Рожденное из борьбы третьего сословия против сил феодализма, демократическое государство становится уже очень скоро орудием противодействия классовым антагонизмам, развивающимся внутри буржуазного общества. Буржуазная демократия преуспевает в этом тем больше, чем шире под нею пласт мелкой буржуазии, чем больше значение последней в хозяйственной жизни страны, чем ниже, стало быть, развитие классовых противоречий. Однако, чем дальше, тем безнадежнее промежуточные классы отставали от исторического развития и тем более лишались возможности говорить от имени нации. Правда, мелкобуржуазные доктринеры (Бернштейн[70] и K°) с удовлетворением доказывали, что исчезновение мелкобуржуазных классов происходит не с такой быстротой, как это предполагалось школой Маркса. Можно, действительно, согласиться с тем, что численно мелкобуржуазные элементы города и особенно деревни все еще сохраняют чрезвычайно крупное место. Но главное содержание развития сказалось в утрате мелкой буржуазией производственного значения: та масса ценностей, какую этот класс вносит в общий доход нации, падала несравненно быстрее, чем численность мелкой буржуазии. Соответственно с этим падало ее социальное, политическое и культурное значение. Историческое развитие все более опиралось не на эти унаследованные от прошлого консервативные слои, а на полярные классы общества, т.-е. капиталистическую буржуазию и пролетариат.

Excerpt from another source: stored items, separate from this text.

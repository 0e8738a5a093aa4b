#![no_main]

use decant_core::{Bitness, Instruction};
use decant_disasm::Decoder;
use libfuzzer_sys::fuzz_target;

fuzz_target!(|data: &[u8]| {
    for bitness in [Bitness::Bits16, Bitness::Bits32, Bitness::Bits64] {
        // Single instruction through the fallible API
        let mut decoder = Decoder::new(bitness, data, 0x1000);
        let _ = decoder.try_decode();

        // Whole buffer: every byte is covered exactly once
        let mut decoder = Decoder::new(bitness, data, 0x1000);
        let mut instr = Instruction::default();
        let mut covered = 0;
        while decoder.can_decode() {
            decoder.decode_out(&mut instr);
            assert!(instr.len() >= 1 && instr.len() <= 15);
            assert!(instr.op_count() <= 4);
            covered += instr.len();
            assert_eq!(decoder.position(), covered);
        }
        assert_eq!(covered, data.len());
    }
});
//! Immediates, relative branch targets, far pointers and moffs.

use decant_core::OpKind;

use super::cursor::ByteCursor;
use super::opcodes::Op;
use super::operand_size::OpSize;
use crate::DecodeError;

/// A decoded immediate operand.
#[derive(Debug, Clone, Copy, PartialEq, Eq)]
pub struct Immediate {
    pub kind: OpKind,
    /// Raw value as encoded (not sign-extended)
    pub value: u64,
}

/// Reads the immediate described by `op`. Returns `None` if `op` is not an
/// immediate shape.
pub fn read_immediate(cursor: &mut ByteCursor<'_>, op: Op, size: OpSize) -> Result<Option<Immediate>, DecodeError> {
    let (kind, value) = match op {
        Op::Ib => (OpKind::Immediate8, u64::from(cursor.read_u8()?)),
        Op::Ib2 => (OpKind::Immediate8_2nd, u64::from(cursor.read_u8()?)),
        Op::One => (OpKind::Immediate8, 1),
        Op::Iw => (OpKind::Immediate16, u64::from(cursor.read_u16()?)),
        Op::Ibs => {
            let kind = match size {
                OpSize::W16 => OpKind::Immediate8to16,
                OpSize::W32 => OpKind::Immediate8to32,
                OpSize::W64 => OpKind::Immediate8to64,
            };
            (kind, u64::from(cursor.read_u8()?))
        }
        Op::Iz => match size {
            OpSize::W16 => (OpKind::Immediate16, u64::from(cursor.read_u16()?)),
            OpSize::W32 => (OpKind::Immediate32, u64::from(cursor.read_u32()?)),
            OpSize::W64 => (OpKind::Immediate32to64, u64::from(cursor.read_u32()?)),
        },
        Op::Iv => match size {
            OpSize::W16 => (OpKind::Immediate16, u64::from(cursor.read_u16()?)),
            OpSize::W32 => (OpKind::Immediate32, u64::from(cursor.read_u32()?)),
            OpSize::W64 => (OpKind::Immediate64, cursor.read_u64()?),
        },
        _ => return Ok(None),
    };
    Ok(Some(Immediate { kind, value }))
}

/// Reads a `Jb`/`Jz` displacement and returns the branch kind and target.
///
/// The displacement is the last field of the instruction, so the target is
/// relative to the cursor position after the read. The target is truncated
/// to the operand size.
pub fn read_branch(cursor: &mut ByteCursor<'_>, op: Op, size: OpSize, ip: u64) -> Result<(OpKind, u64), DecodeError> {
    let disp = match (op, size) {
        (Op::Jb, _) => i64::from(cursor.read_u8()? as i8),
        (_, OpSize::W16) => i64::from(cursor.read_u16()? as i16),
        _ => i64::from(cursor.read_u32()? as i32),
    };
    let next_ip = ip.wrapping_add(cursor.consumed_len() as u64);
    let target = next_ip.wrapping_add(disp as u64) & size.mask();
    let kind = match size {
        OpSize::W16 => OpKind::NearBranch16,
        OpSize::W32 => OpKind::NearBranch32,
        OpSize::W64 => OpKind::NearBranch64,
    };
    Ok((kind, target))
}

/// Reads an `Ap` far pointer: offset (16 or 32 bits) then selector.
pub fn read_far_pointer(cursor: &mut ByteCursor<'_>, size: OpSize) -> Result<(OpKind, u32, u16), DecodeError> {
    let (kind, offset) = match size {
        OpSize::W16 => (OpKind::FarBranch16, u32::from(cursor.read_u16()?)),
        _ => (OpKind::FarBranch32, cursor.read_u32()?),
    };
    let selector = cursor.read_u16()?;
    Ok((kind, offset, selector))
}

/// Reads a `MOV` moffs of the address size.
pub fn read_moffs(cursor: &mut ByteCursor<'_>, address_size: OpSize) -> Result<u64, DecodeError> {
    match address_size {
        OpSize::W16 => cursor.read_u16().map(u64::from),
        OpSize::W32 => cursor.read_u32().map(u64::from),
        OpSize::W64 => cursor.read_u64(),
    }
}

#[cfg(test)]
mod tests {
    use super::*;

    fn imm(bytes: &[u8], op: Op, size: OpSize) -> Immediate {
        let mut cursor = ByteCursor::new(bytes, 0);
        read_immediate(&mut cursor, op, size).unwrap().unwrap()
    }

    #[test]
    fn test_sized_immediates() {
        let bytes = [0xF0, 0xFF, 0xFF, 0xFF, 0x01, 0x02, 0x03, 0x04];
        assert_eq!(imm(&bytes, Op::Iz, OpSize::W16).value, 0xFFF0);
        assert_eq!(imm(&bytes, Op::Iz, OpSize::W64).kind, OpKind::Immediate32to64);
        assert_eq!(imm(&bytes, Op::Iz, OpSize::W64).value, 0xFFFF_FFF0);
        let iq = imm(&bytes, Op::Iv, OpSize::W64);
        assert_eq!(iq.kind, OpKind::Immediate64);
        assert_eq!(iq.value, 0x0403_0201_FFFF_FFF0);
        assert_eq!(imm(&bytes, Op::Ibs, OpSize::W32).kind, OpKind::Immediate8to32);
    }

    #[test]
    fn test_implicit_one() {
        let mut cursor = ByteCursor::new(&[], 0);
        let one = read_immediate(&mut cursor, Op::One, OpSize::W32).unwrap().unwrap();
        assert_eq!(one, Immediate { kind: OpKind::Immediate8, value: 1 });
        assert_eq!(cursor.consumed_len(), 0);
    }

    #[test]
    fn test_not_an_immediate() {
        let mut cursor = ByteCursor::new(&[0x00], 0);
        assert_eq!(read_immediate(&mut cursor, Op::Ev, OpSize::W32), Ok(None));
    }

    #[test]
    fn test_branch_targets() {
        // EB FE at 0x1000: jump to self
        let bytes = [0xEB, 0xFE];
        let mut cursor = ByteCursor::new(&bytes, 0);
        cursor.read_u8().unwrap();
        assert_eq!(
            read_branch(&mut cursor, Op::Jb, OpSize::W64, 0x1000),
            Ok((OpKind::NearBranch64, 0x1000))
        );

        // 16-bit targets wrap
        let bytes = [0xE9, 0x00, 0x10];
        let mut cursor = ByteCursor::new(&bytes, 0);
        cursor.read_u8().unwrap();
        assert_eq!(
            read_branch(&mut cursor, Op::Jz, OpSize::W16, 0xF000),
            Ok((OpKind::NearBranch16, 0x0003))
        );
    }

    #[test]
    fn test_far_pointer() {
        let bytes = [0x78, 0x56, 0x34, 0x12, 0xCD, 0xAB];
        let mut cursor = ByteCursor::new(&bytes, 0);
        assert_eq!(
            read_far_pointer(&mut cursor, OpSize::W32),
            Ok((OpKind::FarBranch32, 0x1234_5678, 0xABCD))
        );
        let mut cursor = ByteCursor::new(&bytes, 0);
        assert_eq!(
            read_far_pointer(&mut cursor, OpSize::W16),
            Ok((OpKind::FarBranch16, 0x5678, 0x1234))
        );
    }

    #[test]
    fn test_moffs() {
        let bytes = [1, 2, 3, 4, 5, 6, 7, 8];
        let mut cursor = ByteCursor::new(&bytes, 0);
        assert_eq!(read_moffs(&mut cursor, OpSize::W64), Ok(0x0807_0605_0403_0201));
        let mut cursor = ByteCursor::new(&bytes, 0);
        assert_eq!(read_moffs(&mut cursor, OpSize::W16), Ok(0x0201));
    }
}
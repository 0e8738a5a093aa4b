//! # decant-disasm
//!
//! Table-driven x86 instruction decoder for 16-, 32- and 64-bit code.
//!
//! The decoder handles legacy, REX, VEX and EVEX encodings and produces
//! [`decant_core::Instruction`] records:
//!
//! ```
//! use decant_core::{Bitness, Code, Register};
//! use decant_disasm::Decoder;
//!
//! let bytes = [0x48, 0x89, 0xC8];
//! let mut decoder = Decoder::new(Bitness::Bits64, &bytes, 0x1000);
//! let instr = decoder.decode();
//! assert_eq!(instr.code(), Code::Mov_Eq_Gq);
//! assert_eq!(instr.op_register(0), Register::RAX);
//! assert_eq!(instr.op_register(1), Register::RCX);
//! assert_eq!(instr.len(), 3);
//! ```

pub mod error;
pub mod x86;

pub use error::DecodeError;
pub use x86::{Decoder, OpcodeMap, MAX_INSTRUCTION_LEN};

pub use decant_core::{
    Bitness, Code, EncodingKind, Instruction, MemoryOperand, MemorySize, OpKind, Register, RoundingControl,
};
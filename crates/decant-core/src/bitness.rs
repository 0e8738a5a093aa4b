//! Processor operating modes.

use crate::Error;

/// Processor bitness (16-, 32- or 64-bit code).
#[derive(Debug, Clone, Copy, PartialEq, Eq, Hash)]
#[cfg_attr(feature = "serde", derive(serde::Serialize, serde::Deserialize))]
pub enum Bitness {
    /// Real mode / 16-bit protected mode
    Bits16,
    /// 32-bit protected mode
    Bits32,
    /// Long mode
    Bits64,
}

impl Bitness {
    /// Returns the width of this mode in bits.
    pub const fn bits(self) -> u32 {
        match self {
            Self::Bits16 => 16,
            Self::Bits32 => 32,
            Self::Bits64 => 64,
        }
    }

    /// Returns whether this is 64-bit mode.
    pub const fn is_64bit(self) -> bool {
        matches!(self, Self::Bits64)
    }

    /// Mask applied to instruction pointers in this mode.
    pub const fn ip_mask(self) -> u64 {
        match self {
            Self::Bits16 => 0xFFFF,
            Self::Bits32 => 0xFFFF_FFFF,
            Self::Bits64 => u64::MAX,
        }
    }
}

impl TryFrom<u32> for Bitness {
    type Error = Error;

    fn try_from(bits: u32) -> Result<Self, Self::Error> {
        match bits {
            16 => Ok(Self::Bits16),
            32 => Ok(Self::Bits32),
            64 => Ok(Self::Bits64),
            other => Err(Error::InvalidBitness(other)),
        }
    }
}

#[cfg(test)]
mod tests {
    use super::*;

    #[test]
    fn test_try_from() {
        assert_eq!(Bitness::try_from(16).unwrap(), Bitness::Bits16);
        assert_eq!(Bitness::try_from(32).unwrap(), Bitness::Bits32);
        assert_eq!(Bitness::try_from(64).unwrap(), Bitness::Bits64);
        assert!(matches!(
            Bitness::try_from(8),
            Err(Error::InvalidBitness(8))
        ));
    }

    #[test]
    fn test_ip_mask() {
        assert_eq!(Bitness::Bits16.ip_mask(), 0xFFFF);
        assert_eq!(Bitness::Bits64.bits(), 64);
        assert!(!Bitness::Bits32.is_64bit());
    }
}
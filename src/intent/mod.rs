//! Intent resolution and action execution
//!
//! `resolver` turns raw user text into a structured `Action`;
//! `executor` realizes an `Action` as an ordered sequence of
//! playback calls.

pub mod executor;
pub mod resolver;

pub use executor::execute;
pub use resolver::{resolve, Action, ActionKind};
//! Action execution - realizes a resolved action against the playback client
//!
//! Steps run strictly in order: coarse transport nudges first, then the
//! destructive queue clear, then the "play this now" track, a trailing
//! pause re-check, and finally bulk queue additions. Transport nudges are
//! best-effort; everything else propagates and aborts the turn.

use crate::core::error::{DjError, Result};
use crate::intent::resolver::{Action, ActionKind};
use crate::playback::{PlaybackClient, Track};

/// Execute a resolved action as an ordered sequence of playback calls
pub async fn execute(playback: &dyn PlaybackClient, action: &Action) -> Result<()> {
    if action.requests(ActionKind::Play) {
        if let Err(err) = playback.play().await {
            tracing::debug!(%err, "play nudge failed, ignoring");
        }
    }
    if action.requests(ActionKind::Pause) {
        if let Err(err) = playback.pause().await {
            tracing::debug!(%err, "pause nudge failed, ignoring");
        }
    }

    if action.requests(ActionKind::ClearQueue) {
        clear_queue(playback).await?;
    }

    if let Some(query) = action.to_play.as_deref().filter(|q| !q.is_empty()) {
        let track = search_first(playback, query).await?;
        println!(
            "adding song \"{}\" by {} to queue",
            track.name,
            track.primary_artist()
        );
        playback.add_to_queue(&track.uri).await?;

        println!("playing...");
        let state = playback.current_playback().await?;
        if state.is_playing {
            // skip so the just-queued track becomes current
            playback.skip_to_next().await?;
        } else {
            playback.play().await?;
        }
    }

    // deliberate re-check: pause must win over the play side effects above
    if action.requests(ActionKind::Pause) {
        println!("pausing...");
        playback.pause().await?;
    }

    if !action.to_queue.is_empty() {
        println!("adding songs to queue");
        for query in &action.to_queue {
            let track = search_first(playback, query).await?;
            println!(
                "adding song \"{}\" by {} to queue",
                track.name,
                track.primary_artist()
            );
            playback.add_to_queue(&track.uri).await?;
        }
    }
    println!("done!");

    Ok(())
}

/// Drain the queue by skipping once per item in a snapshot of its contents
///
/// Best-effort by count: tracks enqueued by another client mid-drain are
/// not accounted for.
pub async fn clear_queue(playback: &dyn PlaybackClient) -> Result<()> {
    println!("clearing queue...");
    if let Err(err) = playback.pause().await {
        tracing::debug!(%err, "pre-clear pause failed, ignoring");
    }
    let queued = playback.queue().await?;
    for _ in &queued {
        playback.skip_to_next().await?;
    }
    Ok(())
}

/// Search a query and take the first hit; zero hits fail the turn
async fn search_first(playback: &dyn PlaybackClient, query: &str) -> Result<Track> {
    println!("searching song \"{}\"", query);
    let results = playback.search_tracks(query).await?;
    results
        .into_iter()
        .next()
        .ok_or_else(|| DjError::NoSearchResults(query.into()))
}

Чем более мелкая буржуазия теряла свое социальное значение, тем менее она оказывалась способной играть роль авторитетного третейского судьи в исторической тяжбе между трудом и капиталом. Между тем, очень значительная численность городского мещанства и особенно крестьянства продолжала находить свое непосредственное выражение в избирательной статистике парламентаризма. Формальное равенство всех граждан, как избирателей, давало при этом лишь более открытое выражение неспособности «демократического парламентаризма» разрешить основные вопросы исторического развития. «Равный» голос для пролетария, крестьянина и руководителя треста ставил формально крестьянина в положение посредника между двумя антагонистами. На деле же крестьянство, социально и культурно отсталое, политически беспомощное, давало во всех странах опору для наиболее реакционных, авантюристских, сумбурных и продажных партий, которые в последнем счете всегда поддерживали капитал против труда.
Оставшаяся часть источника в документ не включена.